From the entries below, tally the lines with "ContainerLock" in them and reply with that figure only.
■ ■ ■ ■
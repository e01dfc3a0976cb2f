//! The container tree: name map, id pool and the lock protocol.
//!
//! One mutex guards the name map, the id pool and every per-container
//! lock counter; one condvar wakes waiters on any unlock. A container
//! lock counter holds 0 when free, N>0 for N readers, -1 for a writer.
//! Taking any lock also bumps each ancestor's counter by one, so a
//! writer only needs to check that its own counter is zero to know the
//! whole subtree is free.
//!
//! Rules, checked in [`ContainerTree::lock`]:
//! - read: the container itself is not write-held and no ancestor is
//!   write-held;
//! - write: the container is completely free (which implies no
//!   descendant holds anything) and no ancestor is write-held.

use crate::constants::{CONTAINER_NAME_MAX, CONTAINER_PATH_MAX, ROOT_CONTAINER, SELF_CONTAINER};
use crate::constants::{CONTAINER_ID_MAX, DOT_CONTAINER};
use crate::container::Container;
use crate::error::{Error, ErrorKind, Result};
use std::collections::BTreeMap;
use std::sync::atomic::Ordering;
use std::sync::{Arc, Condvar, Mutex};
use tracing::trace;

// =============================================================================
// Names
// =============================================================================

/// Validates a container path against the name grammar: components of
/// `[A-Za-z0-9._:@-]`, `/`-separated, no empty components, reserved
/// names refused.
pub fn valid_name(name: &str) -> Result<()> {
    if name.is_empty() {
        return Err(Error::new(ErrorKind::InvalidValue, "container path too short"));
    }
    if name.len() > CONTAINER_PATH_MAX {
        return Err(Error::new(ErrorKind::InvalidValue, "container path too long"));
    }
    if name.starts_with('/') {
        if name == ROOT_CONTAINER {
            return Ok(());
        }
        return Err(Error::new(
            ErrorKind::InvalidValue,
            "container path starts with '/'",
        ));
    }

    for component in name.split('/') {
        if component.is_empty() {
            return Err(Error::new(
                ErrorKind::InvalidValue,
                "double or trailing '/' in container path",
            ));
        }
        if component.len() > CONTAINER_NAME_MAX {
            return Err(Error::new(
                ErrorKind::InvalidValue,
                format!("container name too long: '{}'", component),
            ));
        }
        if component == SELF_CONTAINER {
            return Err(Error::new(
                ErrorKind::InvalidValue,
                "container name 'self' is reserved",
            ));
        }
        if component == DOT_CONTAINER {
            return Err(Error::new(
                ErrorKind::InvalidValue,
                "container name '.' is reserved",
            ));
        }
        for ch in component.chars() {
            if !(ch.is_ascii_alphanumeric() || matches!(ch, '_' | '-' | '@' | ':' | '.')) {
                return Err(Error::new(
                    ErrorKind::InvalidValue,
                    format!("forbidden character '{}' in container name", ch),
                ));
            }
        }
    }
    Ok(())
}

/// The parent path of a container name; `/` for top-level names.
pub fn parent_name(name: &str) -> String {
    match name.rfind('/') {
        Some(sep) => name[..sep].to_string(),
        None => ROOT_CONTAINER.to_string(),
    }
}

// =============================================================================
// Id Pool
// =============================================================================

/// Bitmap allocator for container ids, 1..=max. Ids are handed out
/// monotonically from a moving hint and reused only after release.
#[derive(Debug)]
pub struct IdPool {
    bitmap: Vec<u64>,
    hint: u32,
    max: u32,
}

impl IdPool {
    pub fn new(max: u32) -> Self {
        Self {
            bitmap: vec![0; (max as usize + 64) / 64],
            hint: 1,
            max,
        }
    }

    fn test(&self, id: u32) -> bool {
        self.bitmap[(id / 64) as usize] & (1 << (id % 64)) != 0
    }

    fn mark(&mut self, id: u32) {
        self.bitmap[(id / 64) as usize] |= 1 << (id % 64);
    }

    fn clear(&mut self, id: u32) {
        self.bitmap[(id / 64) as usize] &= !(1 << (id % 64));
    }

    /// Allocates the next free id.
    pub fn get(&mut self) -> Result<u32> {
        for offset in 0..self.max {
            let id = (self.hint + offset - 1) % self.max + 1;
            if !self.test(id) {
                self.mark(id);
                self.hint = id % self.max + 1;
                return Ok(id);
            }
        }
        Err(Error::new(
            ErrorKind::ResourceNotAvailable,
            "out of container ids",
        ))
    }

    /// Claims a specific id, for restore.
    pub fn get_at(&mut self, id: u32) -> Result<()> {
        if id == 0 || id > self.max {
            return Err(Error::new(
                ErrorKind::InvalidValue,
                format!("container id out of range: {}", id),
            ));
        }
        if self.test(id) {
            return Err(Error::new(
                ErrorKind::Busy,
                format!("container id already taken: {}", id),
            ));
        }
        self.mark(id);
        Ok(())
    }

    pub fn put(&mut self, id: u32) -> Result<()> {
        if id == 0 || id > self.max || !self.test(id) {
            return Err(Error::new(
                ErrorKind::InvalidValue,
                format!("releasing unallocated id: {}", id),
            ));
        }
        self.clear(id);
        Ok(())
    }
}

// =============================================================================
// Tree
// =============================================================================

#[derive(Debug)]
struct TreeState {
    map: BTreeMap<String, Arc<Container>>,
    ids: IdPool,
}

/// The shared tree of live containers.
#[derive(Debug)]
pub struct ContainerTree {
    state: Mutex<TreeState>,
    cv: Condvar,
    max_containers: usize,
}

/// Guard for a held container lock; unlocks on drop.
#[derive(Debug)]
pub struct ContainerLock {
    tree: Arc<ContainerTree>,
    ct: Arc<Container>,
    shared: bool,
}

impl ContainerLock {
    pub fn container(&self) -> &Arc<Container> {
        &self.ct
    }
}

impl Drop for ContainerLock {
    fn drop(&mut self) {
        self.tree.unlock(&self.ct, self.shared);
    }
}

impl ContainerTree {
    pub fn new(max_containers: usize) -> Arc<Self> {
        Arc::new(Self {
            state: Mutex::new(TreeState {
                map: BTreeMap::new(),
                ids: IdPool::new(CONTAINER_ID_MAX),
            }),
            cv: Condvar::new(),
            max_containers,
        })
    }

    pub fn find(&self, name: &str) -> Result<Arc<Container>> {
        let state = self.state.lock().unwrap();
        state.map.get(name).cloned().ok_or_else(|| {
            Error::new(
                ErrorKind::ContainerDoesNotExist,
                format!("container {} not found", name),
            )
        })
    }

    pub fn contains(&self, name: &str) -> bool {
        self.state.lock().unwrap().map.contains_key(name)
    }

    pub fn len(&self) -> usize {
        self.state.lock().unwrap().map.len()
    }

    pub fn is_empty(&self) -> bool {
        self.len() == 0
    }

    /// All containers, parents before children.
    pub fn list(&self) -> Vec<Arc<Container>> {
        let state = self.state.lock().unwrap();
        let mut all: Vec<_> = state.map.values().cloned().collect();
        all.sort_by_key(|ct| ct.level);
        all
    }

    /// Creates and registers a container under the tree mutex. `make`
    /// receives the freshly allocated id and the parent (absent only
    /// for the root) and must return the new container.
    pub fn create_entry<F>(&self, name: &str, explicit_id: Option<u32>, make: F) -> Result<Arc<Container>>
    where
        F: FnOnce(u32, Option<Arc<Container>>) -> Result<Arc<Container>>,
    {
        let mut state = self.state.lock().unwrap();

        if state.map.contains_key(name) {
            return Err(Error::new(
                ErrorKind::ContainerAlreadyExists,
                format!("container {} already exists", name),
            ));
        }
        if state.map.len() >= self.max_containers + 1 {
            return Err(Error::new(
                ErrorKind::ResourceNotAvailable,
                format!("number of containers reached limit: {}", self.max_containers),
            ));
        }

        let parent = if name == ROOT_CONTAINER {
            None
        } else {
            match state.map.get(&parent_name(name)) {
                Some(parent) => Some(parent.clone()),
                None => {
                    return Err(Error::new(
                        ErrorKind::ContainerDoesNotExist,
                        format!("parent container not found for {}", name),
                    ))
                }
            }
        };

        let id = match explicit_id {
            Some(id) => {
                state.ids.get_at(id)?;
                id
            }
            None => state.ids.get()?,
        };

        let ct = match make(id, parent.clone()) {
            Ok(ct) => ct,
            Err(err) => {
                let _ = state.ids.put(id);
                return Err(err);
            }
        };

        state.map.insert(name.to_string(), ct.clone());
        if let Some(parent) = parent {
            parent.children.lock().unwrap().push(ct.clone());
        }
        Ok(ct)
    }

    /// Removes a container from the map and releases its id. The
    /// container must hold no children; the caller already stopped it.
    pub fn remove_entry(&self, ct: &Arc<Container>) -> Result<()> {
        let mut state = self.state.lock().unwrap();
        state.map.remove(&ct.name);
        if let Err(err) = state.ids.put(ct.id) {
            tracing::warn!(id = ct.id, error = %err, "cannot release container id");
        }
        if let Some(parent) = ct.parent() {
            parent
                .children
                .lock()
                .unwrap()
                .retain(|child| !Arc::ptr_eq(child, ct));
        }
        ct.mark_destroyed();
        drop(state);
        // destruction may unblock lock waiters polling for liveness
        self.cv.notify_all();
        Ok(())
    }

    // =========================================================================
    // Lock protocol
    // =========================================================================

    /// Acquires a read (`shared`) or write lock on `ct`, blocking unless
    /// `try_lock` is set. Every ancestor's counter is bumped while the
    /// lock is held, which pins the path to the root.
    pub fn lock(
        self: &Arc<Self>,
        ct: &Arc<Container>,
        shared: bool,
        try_lock: bool,
    ) -> Result<ContainerLock> {
        trace!(name = %ct.name, shared, try_lock, "lock container");
        let mut state = self.state.lock().unwrap();
        loop {
            if ct.is_destroyed() {
                return Err(Error::new(
                    ErrorKind::ContainerDoesNotExist,
                    "container was destroyed",
                ));
            }
            if !Self::busy(ct, shared) {
                break;
            }
            if try_lock {
                return Err(Error::new(
                    ErrorKind::Busy,
                    format!("container is busy: {}", ct.name),
                ));
            }
            state = self.cv.wait(state).unwrap();
        }

        ct.locked
            .store(ct.locked.load(Ordering::Relaxed) + if shared { 1 } else { -1 }, Ordering::Relaxed);
        let mut cursor = ct.parent();
        while let Some(ancestor) = cursor {
            ancestor
                .locked
                .store(ancestor.locked.load(Ordering::Relaxed) + 1, Ordering::Relaxed);
            cursor = ancestor.parent();
        }
        drop(state);

        Ok(ContainerLock {
            tree: self.clone(),
            ct: ct.clone(),
            shared,
        })
    }

    pub fn lock_read(self: &Arc<Self>, ct: &Arc<Container>) -> Result<ContainerLock> {
        self.lock(ct, true, false)
    }

    pub fn lock_write(self: &Arc<Self>, ct: &Arc<Container>) -> Result<ContainerLock> {
        self.lock(ct, false, false)
    }

    pub fn try_lock_read(self: &Arc<Self>, ct: &Arc<Container>) -> Result<ContainerLock> {
        self.lock(ct, true, true)
    }

    pub fn try_lock_write(self: &Arc<Self>, ct: &Arc<Container>) -> Result<ContainerLock> {
        self.lock(ct, false, true)
    }

    /// A lock is refused while the container is write-held, a writer
    /// wants it non-free, or any ancestor is write-held. Counters are
    /// only touched under the tree mutex.
    fn busy(ct: &Arc<Container>, shared: bool) -> bool {
        let locked = ct.locked.load(Ordering::Relaxed);
        if locked != 0 && (locked < 0 || !shared) {
            return true;
        }
        let mut cursor = ct.parent();
        while let Some(ancestor) = cursor {
            if ancestor.locked.load(Ordering::Relaxed) < 0 {
                return true;
            }
            cursor = ancestor.parent();
        }
        false
    }

    fn unlock(&self, ct: &Arc<Container>, shared: bool) {
        trace!(name = %ct.name, shared, "unlock container");
        let state = self.state.lock().unwrap();
        let locked = ct.locked.load(Ordering::Relaxed);
        debug_assert!(if shared { locked > 0 } else { locked == -1 });
        ct.locked
            .store(locked + if shared { -1 } else { 1 }, Ordering::Relaxed);
        let mut cursor = ct.parent();
        while let Some(ancestor) = cursor {
            let held = ancestor.locked.load(Ordering::Relaxed);
            debug_assert!(held > 0);
            ancestor.locked.store(held - 1, Ordering::Relaxed);
            cursor = ancestor.parent();
        }
        drop(state);
        // simple but fair enough: every waiter re-evaluates
        self.cv.notify_all();
    }
}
■ ■ ■ ■
### Written reply
9